TASK ITEM
The records follow. Filter them to the lines that hold "Option".

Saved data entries
┌──
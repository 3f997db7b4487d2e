//! Staff pool composition.
//!
//! A pool is laid out positionally: the first `opt_out` members never
//! work Sundays, the next `keen` members are more likely to pick shifts
//! up, and everybody else shares the remainder at the normal weight.

use crate::error::{PayError, Result};
use crate::simulation::AllocationMode;
use serde::{Deserialize, Serialize};

/// Average number of Sundays in a month.
pub const SUNDAYS_PER_MONTH: f64 = 52.0 / 12.0;

/// Classification of a staff member for Sunday working.
#[derive(Debug, Clone, Copy, PartialEq, Eq, Default, Serialize, Deserialize)]
#[serde(rename_all = "kebab-case")]
pub enum PersonType {
    OptOut,
    Keen,
    #[default]
    Average,
}

#[derive(Debug, Clone, PartialEq, Serialize, Deserialize)]
pub struct StaffPoolConfig {
    pub total_staff: usize,
    pub staff_per_shift: usize,
    #[serde(default)]
    pub opt_out: usize,
    #[serde(default)]
    pub keen: usize,
    #[serde(default = "default_keen_weight")]
    pub keen_weight: f64,
    #[serde(default = "default_normal_weight")]
    pub normal_weight: f64,
    /// Per-person monthly shift cap.  Defaults to the whole number of
    /// Sundays in an average month.
    #[serde(default)]
    pub monthly_cap: Option<u32>,
    #[serde(default)]
    pub target: PersonType,
    #[serde(default)]
    pub allocation: AllocationMode,
}

fn default_keen_weight() -> f64 {
    2.0
}

fn default_normal_weight() -> f64 {
    1.0
}

impl Default for StaffPoolConfig {
    fn default() -> Self {
        Self {
            total_staff: 22,
            staff_per_shift: 5,
            opt_out: 4,
            keen: 0,
            keen_weight: default_keen_weight(),
            normal_weight: default_normal_weight(),
            monthly_cap: None,
            target: PersonType::Average,
            allocation: AllocationMode::Capped,
        }
    }
}

/// Why a requested classification could not be honoured.
#[derive(Debug, Clone, Copy, PartialEq, Eq, Serialize, Deserialize)]
#[serde(rename_all = "kebab-case")]
pub enum Fallback {
    NoOptOutStaff,
    NoKeenStaff,
    NoNormalStaff,
    /// Neither normal nor keen staff exist; index 0 is used.
    NoEligibleStaff,
}

/// The representative worker whose Sundays the simulator reports.
#[derive(Debug, Clone, Copy, PartialEq, Eq, Serialize, Deserialize)]
pub struct TargetSelection {
    pub index: usize,
    pub requested: PersonType,
    pub resolved: PersonType,
    /// Each fallback taken, in order (at most two).
    pub fallbacks: [Option<Fallback>; 2],
}

impl TargetSelection {
    pub fn is_fallback(&self) -> bool {
        self.fallbacks[0].is_some()
    }
}

/// Context figures describing an even split of shifts.
#[derive(Debug, Clone, Copy, PartialEq, Serialize, Deserialize)]
pub struct FairShare {
    pub sundays_per_month: f64,
    pub total_shifts_per_month: f64,
    pub per_person: f64,
    /// Share per remaining person if every opt-out works none.
    pub per_person_after_opt_outs: f64,
    /// Shifts per month left over by opt-outs.
    pub extra_pool: f64,
    /// Most a single keen person could take on if they absorbed the
    /// whole extra pool, bounded by the Sundays in a month.
    pub keen_upper_bound: f64,
}

impl StaffPoolConfig {
    pub fn validate(&self) -> Result<()> {
        let invalid = |msg: String| Err(PayError::InvalidStaffPool(msg));
        if self.total_staff == 0 {
            return invalid("total_staff must be greater than 0".into());
        }
        if self.staff_per_shift == 0 || self.staff_per_shift > self.total_staff {
            return invalid(format!(
                "staff_per_shift must be between 1 and {} (got {})",
                self.total_staff, self.staff_per_shift
            ));
        }
        if self.opt_out + self.keen > self.total_staff {
            return invalid(format!(
                "opt_out + keen ({}) exceeds total_staff ({})",
                self.opt_out + self.keen,
                self.total_staff
            ));
        }
        if !(self.keen_weight.is_finite() && self.keen_weight > 0.0) {
            return invalid(format!("keen_weight must be > 0 (got {})", self.keen_weight));
        }
        if !(self.normal_weight.is_finite() && self.normal_weight > 0.0) {
            return invalid(format!(
                "normal_weight must be > 0 (got {})",
                self.normal_weight
            ));
        }
        if self.monthly_cap == Some(0) {
            return invalid("monthly_cap must be greater than 0".into());
        }
        Ok(())
    }

    pub fn normal(&self) -> usize {
        self.total_staff.saturating_sub(self.opt_out + self.keen)
    }

    /// Shifts to fill each month.
    pub fn monthly_quota(&self) -> u32 {
        (self.staff_per_shift as f64 * SUNDAYS_PER_MONTH).round() as u32
    }

    pub fn cap(&self) -> u32 {
        self.monthly_cap
            .unwrap_or(SUNDAYS_PER_MONTH.floor() as u32)
    }

    /// Selection weight of each staff member, by position.
    pub fn weights(&self) -> Vec<f64> {
        let keen_end = (self.opt_out + self.keen).min(self.total_staff);
        (0..self.total_staff)
            .map(|i| {
                if i < self.opt_out {
                    0.0
                } else if i < keen_end {
                    self.keen_weight
                } else {
                    self.normal_weight
                }
            })
            .collect()
    }

    pub fn resolve_target(&self) -> TargetSelection {
        resolve_target(self.opt_out, self.keen, self.normal(), self.target)
    }

    pub fn fair_share(&self) -> FairShare {
        let total_shifts = self.staff_per_shift as f64 * SUNDAYS_PER_MONTH;
        let per_person = total_shifts / self.total_staff.max(1) as f64;
        let remaining = self.total_staff.saturating_sub(self.opt_out).max(1);
        let extra_pool = per_person * self.opt_out as f64;
        FairShare {
            sundays_per_month: SUNDAYS_PER_MONTH,
            total_shifts_per_month: total_shifts,
            per_person,
            per_person_after_opt_outs: total_shifts / remaining as f64,
            extra_pool,
            keen_upper_bound: SUNDAYS_PER_MONTH.min(per_person + extra_pool),
        }
    }
}

/// Picks the representative worker for a pool of `opt_out`, `keen` and
/// `normal` members laid out in that order.
pub fn resolve_target(
    opt_out: usize,
    keen: usize,
    normal: usize,
    requested: PersonType,
) -> TargetSelection {
    let mut fallbacks = [None; 2];
    let mut push = |fallback: Fallback| {
        if let Some(slot) = fallbacks.iter_mut().find(|slot| slot.is_none()) {
            *slot = Some(fallback);
        }
    };

    let mut wanted = requested;
    if wanted == PersonType::OptOut && opt_out == 0 {
        push(Fallback::NoOptOutStaff);
        wanted = PersonType::Average;
    }
    if wanted == PersonType::Keen && keen == 0 {
        push(Fallback::NoKeenStaff);
        wanted = PersonType::Average;
    }

    let (index, resolved) = match wanted {
        PersonType::OptOut => (0, PersonType::OptOut),
        PersonType::Keen => (opt_out, PersonType::Keen),
        PersonType::Average if normal > 0 => (opt_out + keen, PersonType::Average),
        PersonType::Average if keen > 0 => {
            push(Fallback::NoNormalStaff);
            (opt_out, PersonType::Keen)
        }
        PersonType::Average => {
            push(Fallback::NoEligibleStaff);
            (0, PersonType::OptOut)
        }
    };

    TargetSelection {
        index,
        requested,
        resolved,
        fallbacks,
    }
}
└──
EXERCISE OUTPUT
    pub monthly_cap: Option<u32>,
    pub fallbacks: [Option<Fallback>; 2],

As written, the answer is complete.